De meeste vaste stoffen zijn isolatoren, en in termen van de bandtheorie van vaste stoffen impliceert dit dat er een grote verboden kloof is tussen de energieën van de valentie-elektronen en de energie waarbij de elektronen zich vrij door het materiaal kunnen bewegen (de geleidingsband).
Glas is een isolerend materiaal dat doorzichtig kan zijn voor zichtbaar licht om redenen die nauw samenhangen met zijn aard als elektrische isolator. De zichtbare lichtfotonen hebben niet voldoende kwantumenergie om de bandkloof te overbruggen en de elektronen op een beschikbaar energieniveau in de geleidingsband te brengen. De zichtbare eigenschappen van glas kunnen ook enig inzicht geven in de effecten van “dotering” op de eigenschappen van vaste stoffen. Een zeer klein percentage onzuiverheidsatomen in het glas kan het glas kleur geven door specifieke beschikbare energieniveaus te verschaffen die bepaalde kleuren van zichtbaar licht absorberen.
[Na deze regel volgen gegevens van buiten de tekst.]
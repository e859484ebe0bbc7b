use crate::utils::error::{PipelineError, Result};
use regex::Regex;
use std::collections::BTreeMap;
use std::fs;
use std::io::Read;
use std::path::{Path, PathBuf};
use std::sync::LazyLock;

static DOCX_PARAGRAPH: LazyLock<Regex> = LazyLock::new(|| {
    Regex::new(r"(?s)<w:p(?:\s[^>]*?)?(?:/>|>(.*?)</w:p>)").expect("valid paragraph regex")
});

static DOCX_RUN_TEXT: LazyLock<Regex> = LazyLock::new(|| {
    Regex::new(r"<w:t(?:\s[^>]*)?>([^<]*)</w:t>|<w:tab/>|<w:br(?:\s[^>]*)?/>")
        .expect("valid run regex")
});

/// 支援的筆記格式
#[derive(Debug, Clone, Copy, PartialEq, Eq)]
enum NoteFormat {
    Text,
    Pdf,
    Docx,
}

impl NoteFormat {
    fn detect(path: &Path) -> Option<Self> {
        match path.extension().and_then(|ext| ext.to_str()) {
            None => Some(NoteFormat::Text),
            Some(ext) => match ext.to_ascii_lowercase().as_str() {
                "txt" => Some(NoteFormat::Text),
                "pdf" => Some(NoteFormat::Pdf),
                "docx" => Some(NoteFormat::Docx),
                _ => None,
            },
        }
    }
}

/// Loads clinical notes (TXT, PDF, DOCX) from a single directory.
#[derive(Debug, Clone)]
pub struct FileLoader {
    input_dir: PathBuf,
}

impl FileLoader {
    pub fn new(input_dir: impl Into<PathBuf>) -> Result<Self> {
        let input_dir = input_dir.into();
        if !input_dir.is_dir() {
            return Err(PipelineError::IoError(std::io::Error::new(
                std::io::ErrorKind::NotFound,
                format!("Input directory not found: {}", input_dir.display()),
            )));
        }
        Ok(Self { input_dir })
    }

    pub fn input_dir(&self) -> &Path {
        &self.input_dir
    }

    /// Map of file name to trimmed note text. Unreadable files are logged and skipped.
    pub fn load_files(&self) -> Result<BTreeMap<String, String>> {
        let mut paths = Vec::new();
        for entry in fs::read_dir(&self.input_dir)? {
            let path = entry?.path();
            if path.is_file() {
                paths.push(path);
            }
        }
        paths.sort();
        tracing::info!("📂 Found {} files in {}", paths.len(), self.input_dir.display());

        let mut notes = BTreeMap::new();
        for path in paths {
            let name = match path.file_name().and_then(|n| n.to_str()) {
                Some(name) => name.to_string(),
                None => {
                    tracing::warn!("Skipping file with non UTF-8 name: {}", path.display());
                    continue;
                }
            };

            let Some(format) = NoteFormat::detect(&path) else {
                tracing::warn!("Skipping unsupported file: {}", name);
                continue;
            };

            match load_note(&path, format) {
                Ok(content) => {
                    tracing::debug!("Loaded: {}", name);
                    notes.insert(name, content.trim().to_string());
                }
                Err(e) => tracing::error!("❌ Failed to load {}: {}", name, e),
            }
        }

        tracing::info!("✅ Successfully loaded {} files", notes.len());
        Ok(notes)
    }

    /// `load_files` on the blocking pool; PDF extraction can take a while.
    pub async fn load_files_blocking(self) -> Result<BTreeMap<String, String>> {
        tokio::task::spawn_blocking(move || self.load_files())
            .await
            .map_err(|e| PipelineError::processing(format!("File loading task failed: {}", e)))?
    }
}

fn load_note(path: &Path, format: NoteFormat) -> Result<String> {
    match format {
        NoteFormat::Text => Ok(fs::read_to_string(path)?),
        NoteFormat::Pdf => load_pdf(path),
        NoteFormat::Docx => load_docx(path),
    }
}

/// Text of every page, in page order.
pub fn load_pdf(path: &Path) -> Result<String> {
    let document_error = |message: String| PipelineError::DocumentError {
        file: path.display().to_string(),
        message,
    };
    // pdf-extract 遇到部分損壞檔案會 panic，視同讀取失敗
    match std::panic::catch_unwind(|| pdf_extract::extract_text(path)) {
        Ok(Ok(text)) => Ok(text),
        Ok(Err(e)) => Err(document_error(e.to_string())),
        Err(_) => Err(document_error("PDF parser panicked".to_string())),
    }
}

/// Paragraph texts of `word/document.xml`, joined with newlines.
pub fn load_docx(path: &Path) -> Result<String> {
    let file = fs::File::open(path)?;
    let mut archive = zip::ZipArchive::new(file)?;
    let mut xml = String::new();
    archive
        .by_name("word/document.xml")?
        .read_to_string(&mut xml)?;
    Ok(docx_paragraphs(&xml).join("\n"))
}

fn docx_paragraphs(xml: &str) -> Vec<String> {
    DOCX_PARAGRAPH
        .captures_iter(xml)
        .map(|para| {
            let body = para.get(1).map(|m| m.as_str()).unwrap_or("");
            let mut text = String::new();
            for run in DOCX_RUN_TEXT.captures_iter(body) {
                match run.get(1) {
                    Some(t) => text.push_str(&unescape_xml(t.as_str())),
                    None if run[0].starts_with("<w:tab") => text.push('\t'),
                    None => text.push('\n'),
                }
            }
            text
        })
        .collect()
}

fn unescape_xml(text: &str) -> String {
    text.replace("&lt;", "<")
        .replace("&gt;", ">")
        .replace("&quot;", "\"")
        .replace("&apos;", "'")
        .replace("&amp;", "&")
}

#[cfg(test)]
mod tests {
    use super::*;
    use std::io::Write;
    use tempfile::TempDir;
    use zip::write::{FileOptions, ZipWriter};

    /// Two pages: "Assessment/Plan: Diabetes" then "Hypertension".
    const SAMPLE_PDF: &[u8] = include_bytes!("../../tests/fixtures/sample_note.pdf");

    fn write_docx(path: &Path, body: &str) {
        let xml = format!(
            r#"<?xml version="1.0" encoding="UTF-8" standalone="yes"?><w:document xmlns:w="http://schemas.openxmlformats.org/wordprocessingml/2006/main"><w:body>{}</w:body></w:document>"#,
            body
        );
        let file = fs::File::create(path).unwrap();
        let mut zip = ZipWriter::new(file);
        zip.start_file::<_, ()>("word/document.xml", FileOptions::default())
            .unwrap();
        zip.write_all(xml.as_bytes()).unwrap();
        zip.finish().unwrap();
    }

    #[test]
    fn test_missing_input_dir() {
        let temp_dir = TempDir::new().unwrap();
        let err = FileLoader::new(temp_dir.path().join("missing")).unwrap_err();
        assert!(err.to_string().contains("Input directory not found"));
    }

    #[test]
    fn test_load_txt_and_extensionless_files() {
        let temp_dir = TempDir::new().unwrap();
        fs::write(temp_dir.path().join("note.txt"), "Assessment/Plan: Diabetes\n").unwrap();
        fs::write(temp_dir.path().join("NOTE2.TXT"), "  upper case  ").unwrap();
        fs::write(temp_dir.path().join("progress"), "no extension").unwrap();

        let notes = FileLoader::new(temp_dir.path()).unwrap().load_files().unwrap();

        assert_eq!(notes.len(), 3);
        assert_eq!(notes["note.txt"], "Assessment/Plan: Diabetes");
        assert_eq!(notes["NOTE2.TXT"], "upper case");
        assert_eq!(notes["progress"], "no extension");
    }

    #[test]
    fn test_unsupported_and_broken_files_are_skipped() {
        let temp_dir = TempDir::new().unwrap();
        fs::write(temp_dir.path().join("image.png"), [0u8, 1, 2]).unwrap();
        fs::write(temp_dir.path().join("broken.docx"), "not a zip").unwrap();
        fs::write(temp_dir.path().join("ok.txt"), "fine").unwrap();
        fs::create_dir(temp_dir.path().join("subdir")).unwrap();

        let notes = FileLoader::new(temp_dir.path()).unwrap().load_files().unwrap();

        assert_eq!(notes.keys().collect::<Vec<_>>(), vec!["ok.txt"]);
    }

    #[test]
    fn test_load_docx_paragraphs() {
        let temp_dir = TempDir::new().unwrap();
        let path = temp_dir.path().join("visit.docx");
        write_docx(
            &path,
            r#"<w:p><w:pPr><w:pStyle w:val="Heading1"/></w:pPr><w:r><w:t>Assessment/Plan</w:t></w:r></w:p><w:p/><w:p><w:r><w:t xml:space="preserve">Type 2 </w:t></w:r><w:r><w:t>diabetes &amp; CKD</w:t></w:r></w:p>"#,
        );

        let text = load_docx(&path).unwrap();
        assert_eq!(text, "Assessment/Plan\n\nType 2 diabetes & CKD");

        let notes = FileLoader::new(temp_dir.path()).unwrap().load_files().unwrap();
        assert_eq!(notes["visit.docx"], "Assessment/Plan\n\nType 2 diabetes & CKD");
    }

    #[test]
    fn test_docx_tabs_and_breaks() {
        let paragraphs = docx_paragraphs(
            r#"<w:p w14:paraId="1"><w:r><w:t>A</w:t><w:tab/><w:t>B</w:t><w:br/><w:t>C</w:t></w:r></w:p>"#,
        );
        assert_eq!(paragraphs, vec!["A\tB\nC".to_string()]);
    }

    #[test]
    fn test_load_pdf_reads_every_page() {
        let temp_dir = TempDir::new().unwrap();
        let path = temp_dir.path().join("visit.pdf");
        fs::write(&path, SAMPLE_PDF).unwrap();

        let text = load_pdf(&path).unwrap();
        let first = text.find("Assessment/Plan: Diabetes").unwrap();
        let second = text.find("Hypertension").unwrap();
        assert!(first < second);
    }

    #[test]
    fn test_pdf_detection_ignores_case_and_trims() {
        let temp_dir = TempDir::new().unwrap();
        fs::write(temp_dir.path().join("VISIT.PDF"), SAMPLE_PDF).unwrap();

        let notes = FileLoader::new(temp_dir.path()).unwrap().load_files().unwrap();

        let text = &notes["VISIT.PDF"];
        assert!(text.starts_with("Assessment/Plan: Diabetes"));
        assert!(text.ends_with("Hypertension"));
        assert_eq!(text.trim(), text);
    }

    #[test]
    fn test_corrupt_pdf_is_skipped() {
        let temp_dir = TempDir::new().unwrap();
        fs::write(temp_dir.path().join("broken.pdf"), "%PDF-1.4 not really").unwrap();
        fs::write(temp_dir.path().join("good.pdf"), SAMPLE_PDF).unwrap();
        fs::write(temp_dir.path().join("note.txt"), "fine").unwrap();

        let notes = FileLoader::new(temp_dir.path()).unwrap().load_files().unwrap();

        assert_eq!(notes.keys().collect::<Vec<_>>(), vec!["good.pdf", "note.txt"]);
    }

    #[tokio::test]
    async fn test_load_files_off_the_runtime() {
        let temp_dir = TempDir::new().unwrap();
        fs::write(temp_dir.path().join("a.pdf"), SAMPLE_PDF).unwrap();
        fs::write(temp_dir.path().join("b.txt"), " text ").unwrap();

        let notes = FileLoader::new(temp_dir.path())
            .unwrap()
            .load_files_blocking()
            .await
            .unwrap();

        assert_eq!(notes.len(), 2);
        assert_eq!(notes["b.txt"], "text");
        assert!(notes["a.pdf"].contains("Hypertension"));
    }
}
Het mineraal robijn (korund) is aluminiumoxide met een kleine hoeveelheid (ongeveer 0,05%) chroom dat het zijn karakteristieke roze of rode kleur geeft door groen en blauw licht te absorberen.
Hoewel de doping van isolatoren hun optische eigenschappen ingrijpend kan veranderen, is dit niet voldoende om de grote bandkloof te overbruggen zodat zij goede geleiders van elektriciteit worden. Dopering van halfgeleiders heeft echter een veel dramatischer effect op hun elektrische geleiding en vormt de basis voor halfgeleiderelektronica.